Which of the lines below mention the word "items"? Pull each one out.

(RECORDS FOR THIS TASK)

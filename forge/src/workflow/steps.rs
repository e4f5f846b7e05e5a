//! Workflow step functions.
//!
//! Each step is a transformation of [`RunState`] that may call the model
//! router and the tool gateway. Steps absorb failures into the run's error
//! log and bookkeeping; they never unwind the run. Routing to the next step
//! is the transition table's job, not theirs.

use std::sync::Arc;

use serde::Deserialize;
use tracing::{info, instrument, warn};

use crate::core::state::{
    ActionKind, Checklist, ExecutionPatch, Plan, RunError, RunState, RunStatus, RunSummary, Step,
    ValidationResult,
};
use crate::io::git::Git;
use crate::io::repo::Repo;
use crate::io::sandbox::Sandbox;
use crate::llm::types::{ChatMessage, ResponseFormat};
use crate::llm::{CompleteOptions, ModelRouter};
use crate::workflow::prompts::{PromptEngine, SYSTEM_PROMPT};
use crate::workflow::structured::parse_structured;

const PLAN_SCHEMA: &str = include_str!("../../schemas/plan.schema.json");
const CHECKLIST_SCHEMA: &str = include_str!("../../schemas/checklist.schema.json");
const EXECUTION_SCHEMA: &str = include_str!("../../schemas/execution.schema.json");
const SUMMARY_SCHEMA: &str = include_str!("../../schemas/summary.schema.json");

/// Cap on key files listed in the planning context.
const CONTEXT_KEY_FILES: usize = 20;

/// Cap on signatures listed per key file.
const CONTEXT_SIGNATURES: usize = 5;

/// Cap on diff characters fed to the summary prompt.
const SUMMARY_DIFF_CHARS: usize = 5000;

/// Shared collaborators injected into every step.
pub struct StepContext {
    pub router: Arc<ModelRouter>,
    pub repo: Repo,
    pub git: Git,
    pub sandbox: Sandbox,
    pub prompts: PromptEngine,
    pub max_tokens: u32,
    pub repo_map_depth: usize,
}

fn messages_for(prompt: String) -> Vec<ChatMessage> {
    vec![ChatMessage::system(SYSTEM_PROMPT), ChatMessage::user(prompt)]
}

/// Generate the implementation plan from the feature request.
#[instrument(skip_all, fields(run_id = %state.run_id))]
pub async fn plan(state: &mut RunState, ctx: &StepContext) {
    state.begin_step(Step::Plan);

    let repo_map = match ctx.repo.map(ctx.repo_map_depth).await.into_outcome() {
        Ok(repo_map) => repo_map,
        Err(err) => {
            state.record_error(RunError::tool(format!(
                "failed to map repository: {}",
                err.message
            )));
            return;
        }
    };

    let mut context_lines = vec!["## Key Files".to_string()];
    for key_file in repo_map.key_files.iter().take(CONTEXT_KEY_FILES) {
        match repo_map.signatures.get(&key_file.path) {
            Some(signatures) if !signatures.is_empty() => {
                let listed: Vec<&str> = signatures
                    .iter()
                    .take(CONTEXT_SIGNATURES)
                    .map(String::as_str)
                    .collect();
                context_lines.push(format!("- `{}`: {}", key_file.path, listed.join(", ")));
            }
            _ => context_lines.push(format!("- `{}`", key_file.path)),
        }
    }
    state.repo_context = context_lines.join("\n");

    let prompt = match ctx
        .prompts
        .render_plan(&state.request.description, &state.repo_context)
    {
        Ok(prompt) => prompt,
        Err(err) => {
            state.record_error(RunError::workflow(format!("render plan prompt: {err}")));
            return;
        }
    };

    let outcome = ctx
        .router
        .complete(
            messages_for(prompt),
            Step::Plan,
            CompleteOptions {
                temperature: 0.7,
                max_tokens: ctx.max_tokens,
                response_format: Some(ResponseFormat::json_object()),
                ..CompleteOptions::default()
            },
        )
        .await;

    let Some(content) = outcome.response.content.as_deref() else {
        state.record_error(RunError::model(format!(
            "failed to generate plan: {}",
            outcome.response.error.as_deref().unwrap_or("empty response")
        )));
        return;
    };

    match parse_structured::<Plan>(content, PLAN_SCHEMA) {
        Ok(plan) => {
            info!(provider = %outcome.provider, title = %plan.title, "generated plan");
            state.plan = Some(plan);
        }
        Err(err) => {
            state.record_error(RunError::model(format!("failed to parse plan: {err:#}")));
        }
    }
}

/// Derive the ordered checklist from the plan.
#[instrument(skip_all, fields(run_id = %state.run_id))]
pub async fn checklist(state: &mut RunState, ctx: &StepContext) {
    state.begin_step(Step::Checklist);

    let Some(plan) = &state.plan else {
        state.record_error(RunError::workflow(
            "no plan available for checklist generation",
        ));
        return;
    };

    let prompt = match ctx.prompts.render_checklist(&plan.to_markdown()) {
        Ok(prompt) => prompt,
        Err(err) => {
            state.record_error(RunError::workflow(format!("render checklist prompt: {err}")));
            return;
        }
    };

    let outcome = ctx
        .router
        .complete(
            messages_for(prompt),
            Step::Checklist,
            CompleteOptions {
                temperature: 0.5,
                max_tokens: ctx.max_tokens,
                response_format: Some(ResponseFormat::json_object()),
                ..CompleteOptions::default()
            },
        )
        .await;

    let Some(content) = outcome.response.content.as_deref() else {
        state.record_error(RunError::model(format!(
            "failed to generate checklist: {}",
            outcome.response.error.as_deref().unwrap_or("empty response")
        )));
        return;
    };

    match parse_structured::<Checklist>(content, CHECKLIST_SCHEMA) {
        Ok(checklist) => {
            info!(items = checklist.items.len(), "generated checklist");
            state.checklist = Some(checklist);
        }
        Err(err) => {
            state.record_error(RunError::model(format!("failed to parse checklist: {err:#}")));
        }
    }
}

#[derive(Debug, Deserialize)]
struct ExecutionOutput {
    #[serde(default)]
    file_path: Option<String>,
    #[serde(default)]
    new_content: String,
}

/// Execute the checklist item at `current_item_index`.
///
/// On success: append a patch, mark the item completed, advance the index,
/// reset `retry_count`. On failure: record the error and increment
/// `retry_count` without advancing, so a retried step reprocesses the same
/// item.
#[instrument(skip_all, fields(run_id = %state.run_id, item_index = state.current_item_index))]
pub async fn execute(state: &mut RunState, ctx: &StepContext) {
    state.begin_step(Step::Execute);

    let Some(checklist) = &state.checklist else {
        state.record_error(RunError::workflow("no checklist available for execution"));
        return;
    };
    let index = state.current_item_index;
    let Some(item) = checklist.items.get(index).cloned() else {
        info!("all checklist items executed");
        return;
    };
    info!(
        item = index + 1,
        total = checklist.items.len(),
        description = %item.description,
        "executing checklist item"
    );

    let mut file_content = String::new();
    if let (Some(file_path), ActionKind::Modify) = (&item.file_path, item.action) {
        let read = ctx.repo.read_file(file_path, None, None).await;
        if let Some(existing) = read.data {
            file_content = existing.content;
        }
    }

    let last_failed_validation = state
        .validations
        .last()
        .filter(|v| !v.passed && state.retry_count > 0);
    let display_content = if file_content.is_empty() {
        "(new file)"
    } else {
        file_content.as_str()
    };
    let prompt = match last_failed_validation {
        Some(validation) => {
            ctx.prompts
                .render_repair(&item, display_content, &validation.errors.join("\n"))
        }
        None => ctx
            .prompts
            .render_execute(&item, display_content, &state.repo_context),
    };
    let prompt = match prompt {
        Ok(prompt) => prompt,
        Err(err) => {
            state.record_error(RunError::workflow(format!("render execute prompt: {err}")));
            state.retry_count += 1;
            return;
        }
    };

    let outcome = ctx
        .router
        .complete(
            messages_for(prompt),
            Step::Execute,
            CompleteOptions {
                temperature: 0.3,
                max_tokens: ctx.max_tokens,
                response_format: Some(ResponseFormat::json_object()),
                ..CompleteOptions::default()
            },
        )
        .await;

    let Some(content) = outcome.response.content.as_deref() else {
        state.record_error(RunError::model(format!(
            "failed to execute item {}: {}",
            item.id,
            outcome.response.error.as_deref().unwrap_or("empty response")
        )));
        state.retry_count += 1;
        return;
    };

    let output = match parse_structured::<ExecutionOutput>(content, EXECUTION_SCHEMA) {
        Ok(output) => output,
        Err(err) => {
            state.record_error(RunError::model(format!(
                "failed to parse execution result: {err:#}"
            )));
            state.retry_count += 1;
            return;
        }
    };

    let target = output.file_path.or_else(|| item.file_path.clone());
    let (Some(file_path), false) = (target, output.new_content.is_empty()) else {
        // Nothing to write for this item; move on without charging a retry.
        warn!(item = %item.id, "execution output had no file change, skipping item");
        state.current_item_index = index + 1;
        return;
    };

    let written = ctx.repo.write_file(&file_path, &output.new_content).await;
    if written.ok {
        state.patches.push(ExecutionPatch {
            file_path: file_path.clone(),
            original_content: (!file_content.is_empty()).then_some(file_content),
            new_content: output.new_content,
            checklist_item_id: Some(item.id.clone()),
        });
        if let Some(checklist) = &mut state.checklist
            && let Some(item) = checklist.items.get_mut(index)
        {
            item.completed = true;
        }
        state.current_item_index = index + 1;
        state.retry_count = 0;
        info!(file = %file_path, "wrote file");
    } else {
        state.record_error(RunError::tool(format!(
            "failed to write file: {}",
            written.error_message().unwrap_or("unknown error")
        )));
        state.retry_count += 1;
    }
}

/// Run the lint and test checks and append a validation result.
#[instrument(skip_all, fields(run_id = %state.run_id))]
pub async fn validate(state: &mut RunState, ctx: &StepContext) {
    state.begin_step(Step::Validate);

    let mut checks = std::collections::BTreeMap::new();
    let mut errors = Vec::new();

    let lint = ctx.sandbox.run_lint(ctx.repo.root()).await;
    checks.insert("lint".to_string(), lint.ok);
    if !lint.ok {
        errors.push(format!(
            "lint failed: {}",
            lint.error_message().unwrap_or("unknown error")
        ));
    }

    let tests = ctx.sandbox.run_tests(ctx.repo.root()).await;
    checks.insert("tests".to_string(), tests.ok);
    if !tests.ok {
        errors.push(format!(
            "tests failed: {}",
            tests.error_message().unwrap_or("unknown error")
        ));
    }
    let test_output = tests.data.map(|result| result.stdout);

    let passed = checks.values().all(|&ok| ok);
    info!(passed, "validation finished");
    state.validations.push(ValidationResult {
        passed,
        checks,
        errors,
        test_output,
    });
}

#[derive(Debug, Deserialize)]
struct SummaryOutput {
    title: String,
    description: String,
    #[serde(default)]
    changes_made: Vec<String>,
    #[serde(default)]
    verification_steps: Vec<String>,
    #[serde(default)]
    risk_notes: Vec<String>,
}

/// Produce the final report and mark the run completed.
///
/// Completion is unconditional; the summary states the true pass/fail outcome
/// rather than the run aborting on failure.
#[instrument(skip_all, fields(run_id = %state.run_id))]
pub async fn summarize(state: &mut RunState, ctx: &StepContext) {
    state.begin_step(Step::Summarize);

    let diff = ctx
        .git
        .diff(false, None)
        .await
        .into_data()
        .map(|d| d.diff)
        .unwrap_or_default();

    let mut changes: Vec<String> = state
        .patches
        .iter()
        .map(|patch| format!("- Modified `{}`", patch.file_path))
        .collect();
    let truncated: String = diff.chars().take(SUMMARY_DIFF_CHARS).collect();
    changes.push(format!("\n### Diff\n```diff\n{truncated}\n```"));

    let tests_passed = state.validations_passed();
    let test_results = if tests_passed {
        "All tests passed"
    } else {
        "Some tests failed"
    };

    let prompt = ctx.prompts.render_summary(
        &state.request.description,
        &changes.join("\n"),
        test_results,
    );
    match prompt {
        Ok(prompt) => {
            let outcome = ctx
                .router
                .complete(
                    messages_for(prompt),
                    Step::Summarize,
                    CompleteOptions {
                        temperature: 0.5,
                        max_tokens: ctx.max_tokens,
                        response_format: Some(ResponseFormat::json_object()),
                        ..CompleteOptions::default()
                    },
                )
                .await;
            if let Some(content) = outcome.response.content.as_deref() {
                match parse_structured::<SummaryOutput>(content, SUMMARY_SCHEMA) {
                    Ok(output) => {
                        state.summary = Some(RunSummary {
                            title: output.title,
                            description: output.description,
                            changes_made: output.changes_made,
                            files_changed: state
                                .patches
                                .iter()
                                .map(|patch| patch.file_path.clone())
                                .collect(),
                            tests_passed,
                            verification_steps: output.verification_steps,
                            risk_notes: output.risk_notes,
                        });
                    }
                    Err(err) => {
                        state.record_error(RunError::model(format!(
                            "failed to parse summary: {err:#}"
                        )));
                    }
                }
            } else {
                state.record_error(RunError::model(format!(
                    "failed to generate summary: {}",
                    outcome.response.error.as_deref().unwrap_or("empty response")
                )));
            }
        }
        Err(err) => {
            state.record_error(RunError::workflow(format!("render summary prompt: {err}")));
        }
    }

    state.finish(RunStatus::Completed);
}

(End RECORDS FOR THIS TASK)

*REPLY TO THE TASK*
            info!(items = checklist.items.len(), "generated checklist");
    let Some(item) = checklist.items.get(index).cloned() else {
        info!("all checklist items executed");
        total = checklist.items.len(),
            && let Some(item) = checklist.items.get_mut(index)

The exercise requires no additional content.